Mr. Feeney and Fireworks: The Prince of Punk

Dazzling displays of pyrotechnics symbolize the sense of exuberance and patriotism felt on the fourth of July, also known as Independence Day. One family helped ensure the children and families of the Quad Cities celebrated with a colorful bang! In 1898, John A. Feeney established a grocery store called Feeney’s Grocery which had several locations throughout its history. During the early days of his business, Mr. Feeney sold fireworks alongside the produce and dry goods.

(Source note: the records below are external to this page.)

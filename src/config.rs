//! Backend endpoint configuration.

use serde::{Deserialize, Serialize};

/// Default service address, the development deployment.
pub const DEFAULT_BASE_URL: &str = "http://localhost:5000";

/// Where the redaction service lives.
#[derive(Debug, Clone, Serialize, Deserialize)]
pub struct BackendConfig {
    /// Base address, without a trailing slash, e.g. `http://localhost:5000`.
    pub base_url: String,
}

impl Default for BackendConfig {
    fn default() -> Self {
        Self {
            base_url: DEFAULT_BASE_URL.to_string(),
        }
    }
}

impl BackendConfig {
    pub fn new(base_url: impl Into<String>) -> Self {
        let mut base_url = base_url.into();
        while base_url.ends_with('/') {
            base_url.pop();
        }
        Self { base_url }
    }

    /// Read `FIDELIUS_BASE_URL` from the environment, falling back to the
    /// default address.
    pub fn from_env() -> Self {
        match std::env::var("FIDELIUS_BASE_URL").ok().filter(|v| !v.trim().is_empty()) {
            Some(url) => Self::new(url),
            None => Self::default(),
        }
    }
}
//! Scripted backend for workflow tests.
//!
//! Replies are keyed by file path (classification) or file name
//! (redaction). Every call is appended to an ordered log, and an in-flight
//! counter records the highest concurrency the mock ever observed, which the
//! single-flight tests assert on.

use std::collections::{HashMap, HashSet};
use std::path::Path;
use std::sync::atomic::{AtomicUsize, Ordering};
use std::sync::Mutex;
use std::time::Duration;

use async_trait::async_trait;

use super::types::{AudioRedactionRequest, CsvRedactionRequest, ImageRedactionRequest};
use super::{BackendError, RedactionBackend};

type Scripted = Result<Vec<String>, String>;

#[derive(Default)]
pub(crate) struct MockBackend {
    /// Classification replies by file path, shared by all four read calls.
    classifications: Mutex<HashMap<String, Scripted>>,
    /// Folder listings by folder path.
    folders: Mutex<HashMap<String, Vec<String>>>,
    /// File names whose redaction call should fail.
    failing_redactions: Mutex<HashSet<String>>,
    /// Ordered `operation:path` log of every call received.
    pub calls: Mutex<Vec<String>>,
    pub csv_requests: Mutex<Vec<CsvRedactionRequest>>,
    pub image_requests: Mutex<Vec<ImageRedactionRequest>>,
    pub audio_requests: Mutex<Vec<AudioRedactionRequest>>,
    in_flight: AtomicUsize,
    pub max_in_flight: AtomicUsize,
}

impl MockBackend {
    pub fn new() -> Self {
        Self::default()
    }

    pub fn script_fields(&self, path: &str, fields: &[&str]) {
        self.classifications.lock().unwrap().insert(
            path.to_string(),
            Ok(fields.iter().map(|f| f.to_string()).collect()),
        );
    }

    pub fn fail_fields(&self, path: &str, message: &str) {
        self.classifications
            .lock()
            .unwrap()
            .insert(path.to_string(), Err(message.to_string()));
    }

    pub fn script_folder(&self, folder: &str, files: &[&str]) {
        self.folders.lock().unwrap().insert(
            folder.to_string(),
            files.iter().map(|f| f.to_string()).collect(),
        );
    }

    pub fn fail_redaction(&self, file_name: &str) {
        self.failing_redactions
            .lock()
            .unwrap()
            .insert(file_name.to_string());
    }

    pub fn call_log(&self) -> Vec<String> {
        self.calls.lock().unwrap().clone()
    }

    fn record(&self, operation: &str, path: &str) {
        self.calls
            .lock()
            .unwrap()
            .push(format!("{}:{}", operation, path));
    }

    /// Hold the in-flight counter up across a yield so overlapping calls
    /// would be observed.
    async fn observe(&self) {
        let now = self.in_flight.fetch_add(1, Ordering::SeqCst) + 1;
        self.max_in_flight.fetch_max(now, Ordering::SeqCst);
        tokio::time::sleep(Duration::from_millis(2)).await;
        self.in_flight.fetch_sub(1, Ordering::SeqCst);
    }

    async fn classification_reply(
        &self,
        endpoint: &'static str,
        path: &str,
    ) -> Result<Vec<String>, BackendError> {
        self.observe().await;
        let scripted = self.classifications.lock().unwrap().get(path).cloned();
        match scripted {
            Some(Ok(fields)) => Ok(fields),
            Some(Err(message)) => Err(scripted_failure(endpoint, &message)),
            None => Err(scripted_failure(endpoint, "no scripted reply")),
        }
    }

    async fn redaction_reply(
        &self,
        endpoint: &'static str,
        file_name: &str,
    ) -> Result<Option<String>, BackendError> {
        self.observe().await;
        if self.failing_redactions.lock().unwrap().contains(file_name) {
            return Err(scripted_failure(endpoint, "scripted redaction failure"));
        }
        Ok(Some(format!("redacted_{}", file_name)))
    }
}

fn scripted_failure(endpoint: &'static str, message: &str) -> BackendError {
    BackendError::Status {
        endpoint,
        status: reqwest::StatusCode::INTERNAL_SERVER_ERROR,
        body: message.to_string(),
    }
}

fn base_name(path: &str) -> String {
    Path::new(path)
        .file_name()
        .map(|n| n.to_string_lossy().to_string())
        .unwrap_or_else(|| path.to_string())
}

#[async_trait]
impl RedactionBackend for MockBackend {
    async fn csv_headers(&self, file_path: &str) -> Result<Vec<String>, BackendError> {
        self.record("csv_headers", file_path);
        self.classification_reply("/getcsvheader", file_path).await
    }

    async fn pdf_headers(&self, file_path: &str) -> Result<Vec<String>, BackendError> {
        self.record("pdf_headers", file_path);
        self.classification_reply("/getpdfheader", file_path).await
    }

    async fn image_entities(
        &self,
        file_path: &str,
        _output_path: Option<&str>,
    ) -> Result<Vec<String>, BackendError> {
        self.record("image_entities", file_path);
        self.classification_reply("/getimageentities", file_path)
            .await
    }

    async fn audio_fields(&self, file_path: &str) -> Result<Vec<String>, BackendError> {
        self.record("audio_fields", file_path);
        self.classification_reply("/getaudioheader", file_path).await
    }

    async fn list_folder(&self, folder_path: &str) -> Result<Vec<String>, BackendError> {
        self.record("list_folder", folder_path);
        self.observe().await;
        let listing = self.folders.lock().unwrap().get(folder_path).cloned();
        listing.ok_or_else(|| BackendError::Status {
            endpoint: "/getfolderfiles",
            status: reqwest::StatusCode::BAD_REQUEST,
            body: "Invalid folder path".to_string(),
        })
    }

    async fn redact_csv(
        &self,
        request: &CsvRedactionRequest,
    ) -> Result<Option<String>, BackendError> {
        self.record("redact_csv", &request.file_name);
        self.csv_requests.lock().unwrap().push(request.clone());
        self.redaction_reply("/maskobfcsv", &request.file_name).await
    }

    async fn redact_image(
        &self,
        request: &ImageRedactionRequest,
    ) -> Result<Option<String>, BackendError> {
        let name = base_name(&request.file_path);
        self.record("redact_image", &name);
        self.image_requests.lock().unwrap().push(request.clone());
        self.redaction_reply("/redactimage", &name).await
    }

    async fn redact_audio(
        &self,
        request: &AudioRedactionRequest,
    ) -> Result<Option<String>, BackendError> {
        let name = base_name(&request.file_path);
        self.record("redact_audio", &name);
        self.audio_requests.lock().unwrap().push(request.clone());
        self.redaction_reply("/getaudio", &name).await
    }
}
//! Wire types for the redaction service.
//!
//! Field names mirror the service's JSON contracts exactly, hence the
//! camelCase renames. Requests carry server-side paths; the client never
//! reads file contents itself.

use serde::{Deserialize, Serialize};

use crate::fields::RedactionMode;

/// Fill color for image redaction boxes. The service defaults to the same
/// pink; sending it explicitly keeps the payload self-describing.
pub const PINK_FILL: [u8; 3] = [255, 192, 203];

/// Body for the header-extraction and audio-metadata calls.
#[derive(Debug, Clone, Serialize)]
#[serde(rename_all = "camelCase")]
pub struct FilePathRequest {
    pub file_path: String,
}

/// Body for the entity-detection call. The output path is optional; when
/// absent the service writes its preview next to the input file.
#[derive(Debug, Clone, Serialize)]
#[serde(rename_all = "camelCase")]
pub struct EntityDetectionRequest {
    pub file_path: String,
    #[serde(skip_serializing_if = "Option::is_none")]
    pub output_path: Option<String>,
}

/// Body for the folder-listing call.
#[derive(Debug, Clone, Serialize)]
#[serde(rename_all = "camelCase")]
pub struct FolderListingRequest {
    pub folder_path: String,
}

/// One field the user elected to keep in the redaction request, with its
/// ordinal prefix already stripped. `mode` is null when the field is listed
/// but carries no treatment.
#[derive(Debug, Clone, PartialEq, Eq, Serialize, Deserialize)]
#[serde(rename_all = "camelCase")]
pub struct SelectedField {
    pub name: String,
    pub mode: Option<RedactionMode>,
    pub prompt: String,
}

/// Body for the tabular mask/obfuscate call.
#[derive(Debug, Clone, Serialize)]
#[serde(rename_all = "camelCase")]
pub struct CsvRedactionRequest {
    pub file_name: String,
    pub headers: Vec<SelectedField>,
    pub output_path: String,
    pub input_path: String,
}

/// Body for the image redaction call.
#[derive(Debug, Clone, Serialize)]
#[serde(rename_all = "camelCase")]
pub struct ImageRedactionRequest {
    pub file_path: String,
    pub entities: Vec<String>,
    pub fill_color: [u8; 3],
}

/// Body for the audio-processing call.
#[derive(Debug, Clone, Serialize)]
#[serde(rename_all = "camelCase")]
pub struct AudioRedactionRequest {
    pub file_path: String,
    pub output_path: String,
}

/// Header-extraction reply. A missing `headers` array is a decode failure,
/// not an empty classification.
#[derive(Debug, Clone, Deserialize)]
pub struct HeadersResponse {
    pub headers: Vec<String>,
}

/// Entity-detection reply. The service also reports the preview artifact it
/// wrote; classification only consumes the entity list.
#[derive(Debug, Clone, Deserialize)]
pub struct EntitiesResponse {
    pub entities: Vec<String>,
}

/// Audio-metadata reply, taken verbatim; a reply without the array counts as
/// zero fields.
#[derive(Debug, Clone, Deserialize)]
pub struct AudioFieldsResponse {
    #[serde(default)]
    pub headers: Vec<String>,
}

/// Folder-listing reply: server-side paths of candidate files.
#[derive(Debug, Clone, Deserialize)]
pub struct FolderListingResponse {
    pub files: Vec<String>,
}

/// Reply of every redaction call: the produced artifact's filename, when the
/// operation yields one.
#[derive(Debug, Clone, Deserialize)]
pub struct ArtifactResponse {
    #[serde(default)]
    pub filename: Option<String>,
}

#[cfg(test)]
mod tests {
    use super::*;

    #[test]
    fn test_csv_request_wire_shape() {
        let request = CsvRedactionRequest {
            file_name: "people.csv".to_string(),
            headers: vec![SelectedField {
                name: "ssn".to_string(),
                mode: Some(RedactionMode::Mask),
                prompt: String::new(),
            }],
            output_path: "/out".to_string(),
            input_path: "/in".to_string(),
        };

        let json = serde_json::to_value(&request).unwrap();
        assert_eq!(json["fileName"], "people.csv");
        assert_eq!(json["headers"][0]["name"], "ssn");
        assert_eq!(json["headers"][0]["mode"], "mask");
        assert_eq!(json["outputPath"], "/out");
        assert_eq!(json["inputPath"], "/in");
    }

    #[test]
    fn test_unset_mode_serializes_as_null() {
        let field = SelectedField {
            name: "name".to_string(),
            mode: None,
            prompt: String::new(),
        };
        let json = serde_json::to_value(&field).unwrap();
        assert!(json["mode"].is_null());
    }

    #[test]
    fn test_entity_detection_omits_missing_output_path() {
        let request = EntityDetectionRequest {
            file_path: "/srv/scan.png".to_string(),
            output_path: None,
        };
        let json = serde_json::to_value(&request).unwrap();
        assert_eq!(json["filePath"], "/srv/scan.png");
        assert!(json.get("outputPath").is_none());
    }

    #[test]
    fn test_image_request_carries_pink_fill() {
        let request = ImageRedactionRequest {
            file_path: "/srv/scan.png".to_string(),
            entities: vec!["face".to_string()],
            fill_color: PINK_FILL,
        };
        let json = serde_json::to_value(&request).unwrap();
        assert_eq!(json["fillColor"], serde_json::json!([255, 192, 203]));
    }

    #[test]
    fn test_artifact_response_filename_is_optional() {
        let reply: ArtifactResponse = serde_json::from_str("{}").unwrap();
        assert!(reply.filename.is_none());

        let reply: ArtifactResponse =
            serde_json::from_str(r#"{"filename":"people_redacted.csv","output":"/out/x"}"#)
                .unwrap();
        assert_eq!(reply.filename.as_deref(), Some("people_redacted.csv"));
    }
}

Mr. John A. Fenney photographed by J.B. Hostetler ca. 1912

In 1927, Mr. Feeney saw an opportunity to grow the fireworks section of his business by renting empty store fronts in Davenport and Rock Island for the month around July 4th. He stocked his stores with a delightful array of firecrackers including: roman candles, lady fingers, Vesuvius fountains, and more. Mr. Feeney’s four sons: Herbert, John Jr., Loras, and Harold, also known as Pete,  helped their father at the various fireworks stores selling the fireworks to the eager children and making sure that the stores were protected from fire starters. The risk of fire loomed over a store packed with explosives, but there was only one close call that was quickly swept out the door. 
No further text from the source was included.